> [What you should do]
If a line in the data holds the string "cannot", list it.

[Collected data entries]
★ ★ ★ ★ ★

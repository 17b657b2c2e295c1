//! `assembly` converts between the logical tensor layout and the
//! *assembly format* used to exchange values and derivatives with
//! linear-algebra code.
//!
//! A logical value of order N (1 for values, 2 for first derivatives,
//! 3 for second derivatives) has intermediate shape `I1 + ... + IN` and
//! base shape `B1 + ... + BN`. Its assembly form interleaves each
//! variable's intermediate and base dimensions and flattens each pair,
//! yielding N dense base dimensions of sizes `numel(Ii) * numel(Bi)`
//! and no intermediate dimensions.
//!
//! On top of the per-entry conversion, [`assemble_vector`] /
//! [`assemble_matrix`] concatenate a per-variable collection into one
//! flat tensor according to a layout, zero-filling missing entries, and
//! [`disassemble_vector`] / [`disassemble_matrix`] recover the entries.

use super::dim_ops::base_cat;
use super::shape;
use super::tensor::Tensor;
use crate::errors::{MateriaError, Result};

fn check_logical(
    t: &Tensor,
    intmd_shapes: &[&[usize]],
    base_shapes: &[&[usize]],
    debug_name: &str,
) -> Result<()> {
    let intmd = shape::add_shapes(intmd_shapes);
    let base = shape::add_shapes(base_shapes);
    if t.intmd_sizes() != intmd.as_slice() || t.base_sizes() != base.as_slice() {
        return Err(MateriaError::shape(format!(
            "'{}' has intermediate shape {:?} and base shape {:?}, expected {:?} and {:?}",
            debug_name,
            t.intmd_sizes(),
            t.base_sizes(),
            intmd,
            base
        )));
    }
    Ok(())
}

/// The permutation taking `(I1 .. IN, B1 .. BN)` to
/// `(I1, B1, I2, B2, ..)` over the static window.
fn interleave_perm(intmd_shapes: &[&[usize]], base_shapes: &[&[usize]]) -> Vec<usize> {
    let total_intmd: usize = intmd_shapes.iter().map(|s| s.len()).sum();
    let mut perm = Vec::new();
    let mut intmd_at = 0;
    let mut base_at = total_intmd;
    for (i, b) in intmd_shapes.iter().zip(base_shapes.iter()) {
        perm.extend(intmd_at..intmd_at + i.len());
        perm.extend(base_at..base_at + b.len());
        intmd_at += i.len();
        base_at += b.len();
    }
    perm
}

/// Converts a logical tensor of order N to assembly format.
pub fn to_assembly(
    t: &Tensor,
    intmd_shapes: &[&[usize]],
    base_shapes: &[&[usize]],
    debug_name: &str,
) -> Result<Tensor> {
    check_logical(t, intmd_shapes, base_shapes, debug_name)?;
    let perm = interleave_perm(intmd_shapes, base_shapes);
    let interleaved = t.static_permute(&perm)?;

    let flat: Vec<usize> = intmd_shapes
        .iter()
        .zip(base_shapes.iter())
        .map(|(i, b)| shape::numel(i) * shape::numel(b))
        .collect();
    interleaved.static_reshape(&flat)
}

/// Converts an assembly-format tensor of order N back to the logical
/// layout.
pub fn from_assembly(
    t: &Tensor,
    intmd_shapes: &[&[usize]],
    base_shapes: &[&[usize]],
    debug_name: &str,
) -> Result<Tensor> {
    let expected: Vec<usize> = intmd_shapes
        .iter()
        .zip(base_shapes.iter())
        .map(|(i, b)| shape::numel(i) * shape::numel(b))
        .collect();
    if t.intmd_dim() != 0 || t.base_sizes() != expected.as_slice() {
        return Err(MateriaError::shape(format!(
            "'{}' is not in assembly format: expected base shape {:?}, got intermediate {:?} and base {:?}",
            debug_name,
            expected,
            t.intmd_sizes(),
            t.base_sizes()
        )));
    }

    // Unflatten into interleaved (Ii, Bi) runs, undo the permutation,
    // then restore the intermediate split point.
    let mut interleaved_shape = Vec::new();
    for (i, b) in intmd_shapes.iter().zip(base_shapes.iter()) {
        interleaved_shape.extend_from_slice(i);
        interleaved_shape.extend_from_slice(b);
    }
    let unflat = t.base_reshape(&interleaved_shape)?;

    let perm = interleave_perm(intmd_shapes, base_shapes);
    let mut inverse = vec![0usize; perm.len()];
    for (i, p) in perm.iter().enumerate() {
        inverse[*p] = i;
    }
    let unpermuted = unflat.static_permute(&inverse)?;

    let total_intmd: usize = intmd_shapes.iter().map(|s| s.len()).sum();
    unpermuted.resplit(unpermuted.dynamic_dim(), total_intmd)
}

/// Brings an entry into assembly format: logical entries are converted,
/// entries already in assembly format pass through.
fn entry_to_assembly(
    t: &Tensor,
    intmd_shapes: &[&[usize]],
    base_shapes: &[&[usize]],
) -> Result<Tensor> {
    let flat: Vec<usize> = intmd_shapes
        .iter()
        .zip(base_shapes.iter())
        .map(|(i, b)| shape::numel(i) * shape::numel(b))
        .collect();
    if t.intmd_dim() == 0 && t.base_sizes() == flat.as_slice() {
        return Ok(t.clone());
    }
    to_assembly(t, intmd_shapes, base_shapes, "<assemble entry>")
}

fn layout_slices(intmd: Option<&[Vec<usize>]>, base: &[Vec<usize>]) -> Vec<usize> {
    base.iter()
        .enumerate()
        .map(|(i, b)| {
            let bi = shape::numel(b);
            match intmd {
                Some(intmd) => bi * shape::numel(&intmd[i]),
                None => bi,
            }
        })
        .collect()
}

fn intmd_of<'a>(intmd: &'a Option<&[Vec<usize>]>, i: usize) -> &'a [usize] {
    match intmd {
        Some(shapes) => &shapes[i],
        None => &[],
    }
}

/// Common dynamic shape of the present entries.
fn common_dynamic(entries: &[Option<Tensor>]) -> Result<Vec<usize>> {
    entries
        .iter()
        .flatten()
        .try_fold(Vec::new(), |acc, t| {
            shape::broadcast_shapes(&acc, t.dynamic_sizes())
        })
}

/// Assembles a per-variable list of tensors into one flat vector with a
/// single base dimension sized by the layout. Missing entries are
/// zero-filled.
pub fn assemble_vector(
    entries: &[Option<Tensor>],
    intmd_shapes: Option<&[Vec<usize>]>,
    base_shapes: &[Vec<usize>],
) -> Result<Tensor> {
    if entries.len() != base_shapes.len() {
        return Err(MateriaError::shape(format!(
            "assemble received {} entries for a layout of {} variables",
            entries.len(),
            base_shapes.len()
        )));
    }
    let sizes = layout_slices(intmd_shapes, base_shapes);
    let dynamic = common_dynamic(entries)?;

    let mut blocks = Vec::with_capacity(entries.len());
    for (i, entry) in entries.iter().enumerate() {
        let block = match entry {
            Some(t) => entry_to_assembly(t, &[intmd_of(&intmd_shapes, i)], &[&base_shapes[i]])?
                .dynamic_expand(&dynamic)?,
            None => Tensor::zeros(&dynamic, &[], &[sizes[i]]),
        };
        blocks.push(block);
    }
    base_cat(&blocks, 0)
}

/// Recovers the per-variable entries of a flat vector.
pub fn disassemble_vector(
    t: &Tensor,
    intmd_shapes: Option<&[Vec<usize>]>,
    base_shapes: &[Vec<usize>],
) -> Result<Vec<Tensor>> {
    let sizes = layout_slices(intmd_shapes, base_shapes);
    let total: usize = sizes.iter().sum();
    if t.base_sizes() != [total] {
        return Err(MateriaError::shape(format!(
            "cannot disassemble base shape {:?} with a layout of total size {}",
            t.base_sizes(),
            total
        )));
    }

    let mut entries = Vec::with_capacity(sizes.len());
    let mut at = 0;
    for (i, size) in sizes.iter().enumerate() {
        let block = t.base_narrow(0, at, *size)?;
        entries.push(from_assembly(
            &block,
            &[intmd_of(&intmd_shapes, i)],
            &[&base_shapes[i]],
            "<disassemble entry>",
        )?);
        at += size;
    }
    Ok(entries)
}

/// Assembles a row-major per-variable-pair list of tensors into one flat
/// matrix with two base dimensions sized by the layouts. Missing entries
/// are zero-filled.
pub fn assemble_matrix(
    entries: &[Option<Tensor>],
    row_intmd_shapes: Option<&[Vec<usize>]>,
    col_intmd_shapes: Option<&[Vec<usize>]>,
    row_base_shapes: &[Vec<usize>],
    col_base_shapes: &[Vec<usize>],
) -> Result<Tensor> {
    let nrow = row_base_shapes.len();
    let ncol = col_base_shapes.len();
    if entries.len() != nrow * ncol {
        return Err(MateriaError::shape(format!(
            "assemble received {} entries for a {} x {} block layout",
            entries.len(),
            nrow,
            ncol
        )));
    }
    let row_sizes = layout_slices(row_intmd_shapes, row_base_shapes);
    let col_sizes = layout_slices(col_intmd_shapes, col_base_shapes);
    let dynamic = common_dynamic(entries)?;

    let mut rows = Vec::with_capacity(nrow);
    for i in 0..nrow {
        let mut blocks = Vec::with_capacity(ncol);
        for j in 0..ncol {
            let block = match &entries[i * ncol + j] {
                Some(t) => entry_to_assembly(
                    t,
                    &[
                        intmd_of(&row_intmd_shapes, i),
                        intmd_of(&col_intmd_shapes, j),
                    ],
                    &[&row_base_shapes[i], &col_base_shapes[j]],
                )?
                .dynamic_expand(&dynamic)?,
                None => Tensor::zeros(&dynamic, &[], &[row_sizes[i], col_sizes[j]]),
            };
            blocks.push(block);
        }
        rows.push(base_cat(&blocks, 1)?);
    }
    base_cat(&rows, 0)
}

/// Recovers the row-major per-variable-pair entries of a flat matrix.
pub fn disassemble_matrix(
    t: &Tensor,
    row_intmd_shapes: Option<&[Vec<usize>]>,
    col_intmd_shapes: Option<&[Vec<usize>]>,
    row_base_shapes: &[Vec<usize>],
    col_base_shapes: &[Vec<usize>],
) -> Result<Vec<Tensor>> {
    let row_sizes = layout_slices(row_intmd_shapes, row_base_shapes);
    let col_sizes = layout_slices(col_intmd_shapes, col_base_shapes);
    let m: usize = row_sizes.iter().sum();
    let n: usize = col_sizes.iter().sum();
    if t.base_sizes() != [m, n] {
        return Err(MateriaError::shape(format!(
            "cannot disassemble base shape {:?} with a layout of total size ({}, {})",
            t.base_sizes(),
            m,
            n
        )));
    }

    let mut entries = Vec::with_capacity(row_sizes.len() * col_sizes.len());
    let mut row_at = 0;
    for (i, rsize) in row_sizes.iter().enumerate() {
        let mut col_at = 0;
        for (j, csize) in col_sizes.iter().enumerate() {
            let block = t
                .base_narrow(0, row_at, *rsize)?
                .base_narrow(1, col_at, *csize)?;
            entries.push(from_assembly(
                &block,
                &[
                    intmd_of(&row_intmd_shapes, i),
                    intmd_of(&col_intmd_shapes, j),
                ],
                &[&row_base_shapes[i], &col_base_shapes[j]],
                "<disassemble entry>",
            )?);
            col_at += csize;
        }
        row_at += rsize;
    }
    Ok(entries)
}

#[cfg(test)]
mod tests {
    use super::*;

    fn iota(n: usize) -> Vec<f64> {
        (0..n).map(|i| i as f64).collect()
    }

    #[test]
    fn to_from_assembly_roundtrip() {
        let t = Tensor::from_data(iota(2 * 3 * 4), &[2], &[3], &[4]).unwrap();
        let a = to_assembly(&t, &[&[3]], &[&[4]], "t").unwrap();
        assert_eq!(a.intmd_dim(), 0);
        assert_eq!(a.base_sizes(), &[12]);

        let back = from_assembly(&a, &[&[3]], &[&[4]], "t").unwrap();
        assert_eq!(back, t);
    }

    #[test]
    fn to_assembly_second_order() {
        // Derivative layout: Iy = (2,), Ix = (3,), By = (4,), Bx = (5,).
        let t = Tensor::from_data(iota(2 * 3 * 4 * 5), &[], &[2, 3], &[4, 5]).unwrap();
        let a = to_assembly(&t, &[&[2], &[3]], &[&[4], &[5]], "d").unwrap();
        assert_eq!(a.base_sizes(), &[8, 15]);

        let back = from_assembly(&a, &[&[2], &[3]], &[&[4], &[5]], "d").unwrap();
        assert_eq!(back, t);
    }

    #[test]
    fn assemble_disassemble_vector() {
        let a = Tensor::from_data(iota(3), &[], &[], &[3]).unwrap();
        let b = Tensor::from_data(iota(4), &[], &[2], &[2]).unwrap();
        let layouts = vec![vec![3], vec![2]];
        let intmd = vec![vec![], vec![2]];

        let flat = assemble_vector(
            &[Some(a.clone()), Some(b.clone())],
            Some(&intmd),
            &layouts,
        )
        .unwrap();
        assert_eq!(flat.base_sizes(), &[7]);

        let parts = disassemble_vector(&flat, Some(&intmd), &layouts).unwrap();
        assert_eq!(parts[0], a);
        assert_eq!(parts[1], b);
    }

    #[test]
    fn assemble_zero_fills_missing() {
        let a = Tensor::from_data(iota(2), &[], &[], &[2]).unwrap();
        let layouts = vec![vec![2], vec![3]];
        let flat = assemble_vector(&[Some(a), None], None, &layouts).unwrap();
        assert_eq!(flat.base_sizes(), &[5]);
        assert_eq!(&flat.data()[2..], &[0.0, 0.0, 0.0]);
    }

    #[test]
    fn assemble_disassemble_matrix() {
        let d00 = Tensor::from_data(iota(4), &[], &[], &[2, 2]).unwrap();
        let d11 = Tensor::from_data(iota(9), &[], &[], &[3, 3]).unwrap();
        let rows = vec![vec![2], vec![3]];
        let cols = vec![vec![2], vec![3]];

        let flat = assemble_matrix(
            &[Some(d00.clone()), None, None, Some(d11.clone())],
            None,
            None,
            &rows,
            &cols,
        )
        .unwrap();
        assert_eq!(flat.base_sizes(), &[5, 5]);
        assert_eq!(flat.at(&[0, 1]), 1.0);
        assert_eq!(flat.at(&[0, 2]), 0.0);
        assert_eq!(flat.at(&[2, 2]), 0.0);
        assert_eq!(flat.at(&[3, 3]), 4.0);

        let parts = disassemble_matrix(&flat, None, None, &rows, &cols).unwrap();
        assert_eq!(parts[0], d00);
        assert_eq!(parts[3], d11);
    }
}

★ ★ ★ ★ ★

> [Completed task]
            "cannot disassemble base shape {:?} with a layout of total size {}",
            "cannot disassemble base shape {:?} with a layout of total size ({}, {})",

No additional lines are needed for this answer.